»»

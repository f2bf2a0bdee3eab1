//! C-ABI wrapper around `xhr-core`.
//!
//! # Overview
//! A C host drives `RequestSession`s through `extern "C"` functions. The
//! host supplies its transport and timer as an `FfiHost` function table;
//! the library calls `request`/`schedule` and the host answers later with
//! `xhr_call_*` and `xhr_timer_fire`.
//!
//! # Design
//! - Every `extern "C"` function wraps its body in `catch_unwind` so panics
//!   never cross the FFI boundary.
//! - Sessions are single-threaded: every call for one session, including
//!   host answers, must come from the thread that created it.
//! - Returned strings are owned by the caller and released with
//!   `xhr_free_string`.

mod bridge;
pub mod types;

use std::ffi::{c_void, CStr, CString};
use std::os::raw::c_char;
use std::panic::{catch_unwind, AssertUnwindSafe};
use std::rc::Rc;

use xhr_core::{
    Listener, Outcome, Payload, ReadyState, RequestSession, SessionConfig, TransportResponse,
    XhrError,
};

use bridge::HostBridge;
use types::*;

/// Opaque session handle. C callers receive a pointer to this and pass it
/// back into every `xhr_session_*` function.
pub struct FfiSession {
    session: RequestSession,
    bridge: Rc<HostBridge>,
}

// ---------------------------------------------------------------------------
// Helpers
// ---------------------------------------------------------------------------

fn guarded(name: &str, f: impl FnOnce() -> Result<FfiStatus, FfiStatus>) -> FfiStatus {
    match catch_unwind(AssertUnwindSafe(f)) {
        Ok(Ok(status)) | Ok(Err(status)) => status,
        Err(_) => {
            tracing::error!(function = name, "panic caught at the FFI boundary");
            FfiStatus::Panic
        }
    }
}

fn session_ref<'a>(session: *const FfiSession) -> Result<&'a FfiSession, FfiStatus> {
    if session.is_null() {
        return Err(FfiStatus::NullArg);
    }
    Ok(unsafe { &*session })
}

fn str_arg<'a>(ptr: *const c_char) -> Result<&'a str, FfiStatus> {
    if ptr.is_null() {
        return Err(FfiStatus::NullArg);
    }
    unsafe { CStr::from_ptr(ptr) }
        .to_str()
        .map_err(|_| FfiStatus::InvalidArg)
}

fn outcome_status(outcome: Outcome) -> FfiStatus {
    match outcome {
        Outcome::Applied => FfiStatus::Ok,
        Outcome::Skipped(_) => FfiStatus::Skipped,
    }
}

fn error_status(err: XhrError) -> FfiStatus {
    if err.is_invalid_state() {
        FfiStatus::InvalidState
    } else {
        FfiStatus::InvalidArg
    }
}

fn into_raw_string(s: String) -> *mut c_char {
    c_string(s).into_raw()
}

/// Copy the host's response, treating null as an empty response.
fn read_response(response: *const FfiTransportResponse) -> TransportResponse {
    if response.is_null() {
        return TransportResponse::default();
    }
    unsafe { (*response).to_core() }
}

// ---------------------------------------------------------------------------
// Session lifecycle
// ---------------------------------------------------------------------------

/// Create a session bound to `host`.
///
/// `config_json` is a `SessionConfig` as JSON, or null for defaults.
/// Returns null if `host` is null, the config does not parse, or an internal
/// panic occurs. Free the result with `xhr_session_free`.
#[unsafe(no_mangle)]
pub extern "C" fn xhr_session_new(
    host: *const FfiHost,
    config_json: *const c_char,
) -> *mut FfiSession {
    catch_unwind(AssertUnwindSafe(|| {
        if host.is_null() {
            return std::ptr::null_mut();
        }
        let host = unsafe { *host };
        let config = if config_json.is_null() {
            SessionConfig::default()
        } else {
            let parsed = unsafe { CStr::from_ptr(config_json) }
                .to_str()
                .map_err(|e| XhrError::Config(e.to_string()))
                .and_then(SessionConfig::from_json);
            match parsed {
                Ok(config) => config,
                Err(err) => {
                    tracing::warn!(%err, "rejecting session config");
                    return std::ptr::null_mut();
                }
            }
        };
        let bridge = HostBridge::new(host);
        let session = RequestSession::with_config(bridge.clone(), bridge.clone(), &config);
        tracing::debug!(session = %session.id(), "ffi session created");
        Box::into_raw(Box::new(FfiSession { session, bridge }))
    }))
    .unwrap_or(std::ptr::null_mut())
}

/// Free a session. An outstanding request is aborted first. Safe to call
/// with null.
#[unsafe(no_mangle)]
pub extern "C" fn xhr_session_free(session: *mut FfiSession) {
    if session.is_null() {
        return;
    }
    let _ = catch_unwind(AssertUnwindSafe(|| {
        let owned = unsafe { Box::from_raw(session) };
        let unsent = owned.session.ready_state() == ReadyState::Unsent;
        if owned.bridge.has_pending_calls() && !unsent {
            owned.session.abort();
        }
        // Parked continuations keep the session alive; release them.
        owned.bridge.clear();
        drop(owned);
    }));
}

// ---------------------------------------------------------------------------
// Session calls
// ---------------------------------------------------------------------------

/// `open(method, url)`. An unsupported method or reopening an open session
/// returns `Skipped`.
#[unsafe(no_mangle)]
pub extern "C" fn xhr_session_open(
    session: *const FfiSession,
    method: *const c_char,
    url: *const c_char,
) -> FfiStatus {
    guarded("xhr_session_open", || {
        let s = session_ref(session)?;
        let method = str_arg(method)?;
        let url = str_arg(url)?;
        Ok(outcome_status(s.session.open(method, url)))
    })
}

#[unsafe(no_mangle)]
pub extern "C" fn xhr_session_set_request_header(
    session: *const FfiSession,
    name: *const c_char,
    value: *const c_char,
) -> FfiStatus {
    guarded("xhr_session_set_request_header", || {
        let s = session_ref(session)?;
        let name = str_arg(name)?;
        let value = str_arg(value)?;
        s.session
            .set_request_header(name, value)
            .map_err(error_status)?;
        Ok(FfiStatus::Ok)
    })
}

#[unsafe(no_mangle)]
pub extern "C" fn xhr_session_override_mime_type(
    session: *const FfiSession,
    mime: *const c_char,
) -> FfiStatus {
    guarded("xhr_session_override_mime_type", || {
        let s = session_ref(session)?;
        let mime = str_arg(mime)?;
        s.session.override_mime_type(mime).map_err(error_status)?;
        Ok(FfiStatus::Ok)
    })
}

/// Timeout in milliseconds for the next `send`; 0 disables it.
#[unsafe(no_mangle)]
pub extern "C" fn xhr_session_set_timeout(session: *const FfiSession, timeout_ms: u32) -> FfiStatus {
    guarded("xhr_session_set_timeout", || {
        let s = session_ref(session)?;
        s.session.set_timeout(timeout_ms);
        Ok(FfiStatus::Ok)
    })
}

/// `send(body)` with a text body, or no body when `body` is null.
#[unsafe(no_mangle)]
pub extern "C" fn xhr_session_send(session: *const FfiSession, body: *const c_char) -> FfiStatus {
    guarded("xhr_session_send", || {
        let s = session_ref(session)?;
        let body = if body.is_null() {
            None
        } else {
            Some(Payload::Text(str_arg(body)?.to_string()))
        };
        let outcome = s.session.send(body).map_err(error_status)?;
        Ok(outcome_status(outcome))
    })
}

#[unsafe(no_mangle)]
pub extern "C" fn xhr_session_abort(session: *const FfiSession) -> FfiStatus {
    guarded("xhr_session_abort", || {
        let s = session_ref(session)?;
        s.session.abort();
        Ok(FfiStatus::Ok)
    })
}

/// Current readyState (0..=4). Returns 0 for null.
#[unsafe(no_mangle)]
pub extern "C" fn xhr_session_ready_state(session: *const FfiSession) -> u8 {
    catch_unwind(AssertUnwindSafe(|| {
        session_ref(session).map_or(0, |s| s.session.ready_state().as_u8())
    }))
    .unwrap_or(0)
}

/// Current HTTP status. Returns 0 for null.
#[unsafe(no_mangle)]
pub extern "C" fn xhr_session_status(session: *const FfiSession) -> u16 {
    catch_unwind(AssertUnwindSafe(|| {
        session_ref(session).map_or(0, |s| s.session.status())
    }))
    .unwrap_or(0)
}

/// `responseText`, or null when unset. Free with `xhr_free_string`.
#[unsafe(no_mangle)]
pub extern "C" fn xhr_session_response_text(session: *const FfiSession) -> *mut c_char {
    catch_unwind(AssertUnwindSafe(|| {
        session_ref(session)
            .ok()
            .and_then(|s| s.session.response_text())
            .map_or(std::ptr::null_mut(), into_raw_string)
    }))
    .unwrap_or(std::ptr::null_mut())
}

/// Case-insensitive response header lookup; null when absent.
#[unsafe(no_mangle)]
pub extern "C" fn xhr_session_get_response_header(
    session: *const FfiSession,
    name: *const c_char,
) -> *mut c_char {
    catch_unwind(AssertUnwindSafe(|| {
        let (Ok(s), Ok(name)) = (session_ref(session), str_arg(name)) else {
            return std::ptr::null_mut();
        };
        s.session
            .get_response_header(name)
            .map_or(std::ptr::null_mut(), into_raw_string)
    }))
    .unwrap_or(std::ptr::null_mut())
}

/// All response headers as `name: value` lines. Null only for a null
/// session.
#[unsafe(no_mangle)]
pub extern "C" fn xhr_session_get_all_response_headers(session: *const FfiSession) -> *mut c_char {
    catch_unwind(AssertUnwindSafe(|| match session_ref(session) {
        Ok(s) => into_raw_string(s.session.get_all_response_headers()),
        Err(_) => std::ptr::null_mut(),
    }))
    .unwrap_or(std::ptr::null_mut())
}

/// Session id as a hyphenated UUID string. Free with `xhr_free_string`.
#[unsafe(no_mangle)]
pub extern "C" fn xhr_session_id(session: *const FfiSession) -> *mut c_char {
    catch_unwind(AssertUnwindSafe(|| match session_ref(session) {
        Ok(s) => into_raw_string(s.session.id().to_string()),
        Err(_) => std::ptr::null_mut(),
    }))
    .unwrap_or(std::ptr::null_mut())
}

/// Register `callback` for `event_type` (`readystatechange`, `timeout`,
/// `error`, ...). It receives `user`, the event type and the readyState at
/// dispatch time. `user` must stay valid for the session's lifetime.
#[unsafe(no_mangle)]
pub extern "C" fn xhr_session_add_listener(
    session: *const FfiSession,
    event_type: *const c_char,
    callback: FfiEventCallback,
    user: *mut c_void,
) -> FfiStatus {
    guarded("xhr_session_add_listener", || {
        let s = session_ref(session)?;
        let event_type = str_arg(event_type)?;
        let callback = callback.ok_or(FfiStatus::NullArg)?;
        let name = c_string(event_type);
        let weak = s.session.downgrade();
        s.session.add_event_listener(
            event_type,
            Listener::new(move |_| {
                let ready_state = weak.upgrade().map_or(0, |s| s.ready_state().as_u8());
                unsafe { callback(user, name.as_ptr(), ready_state) };
            }),
        );
        Ok(FfiStatus::Ok)
    })
}

// ---------------------------------------------------------------------------
// Host resumption
// ---------------------------------------------------------------------------

/// Report a response for `call_id`. HTTP error statuses are still a
/// success here. A null `response` is an empty one.
#[unsafe(no_mangle)]
pub extern "C" fn xhr_call_succeed(
    session: *const FfiSession,
    call_id: u64,
    response: *const FfiTransportResponse,
) -> FfiStatus {
    guarded("xhr_call_succeed", || {
        let s = session_ref(session)?;
        Ok(s.bridge.succeed(call_id, read_response(response)))
    })
}

/// Report that `call_id` failed without a usable response.
#[unsafe(no_mangle)]
pub extern "C" fn xhr_call_fail(
    session: *const FfiSession,
    call_id: u64,
    response: *const FfiTransportResponse,
) -> FfiStatus {
    guarded("xhr_call_fail", || {
        let s = session_ref(session)?;
        Ok(s.bridge.fail(call_id, read_response(response)))
    })
}

/// Run the terminal hook for `call_id`. Must follow succeed or fail; a call
/// completed without either is treated as failed.
#[unsafe(no_mangle)]
pub extern "C" fn xhr_call_complete(session: *const FfiSession, call_id: u64) -> FfiStatus {
    guarded("xhr_call_complete", || {
        let s = session_ref(session)?;
        Ok(s.bridge.complete(call_id))
    })
}

/// Fire the timer the library scheduled as `timer_id`.
#[unsafe(no_mangle)]
pub extern "C" fn xhr_timer_fire(session: *const FfiSession, timer_id: u64) -> FfiStatus {
    guarded("xhr_timer_fire", || {
        let s = session_ref(session)?;
        Ok(s.bridge.fire_timer(timer_id))
    })
}

// ---------------------------------------------------------------------------
// Free functions
// ---------------------------------------------------------------------------

/// Free a C string allocated by this library. Safe to call with null.
#[unsafe(no_mangle)]
pub extern "C" fn xhr_free_string(s: *mut c_char) {
    if !s.is_null() {
        let _ = catch_unwind(|| {
            drop(unsafe { CString::from_raw(s) });
        });
    }
}

// ---------------------------------------------------------------------------
// Unit tests
// ---------------------------------------------------------------------------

««

• _Goal of the exercise_: Filter the records above for lines containing the word "owned", and copy those lines.

• _Expected answer_:
//! - Returned strings are owned by the caller and released with
        let owned = unsafe { Box::from_raw(session) };
        let unsent = owned.session.ready_state() == ReadyState::Unsent;
        if owned.bridge.has_pending_calls() && !unsent {
            owned.session.abort();
        owned.bridge.clear();
        drop(owned);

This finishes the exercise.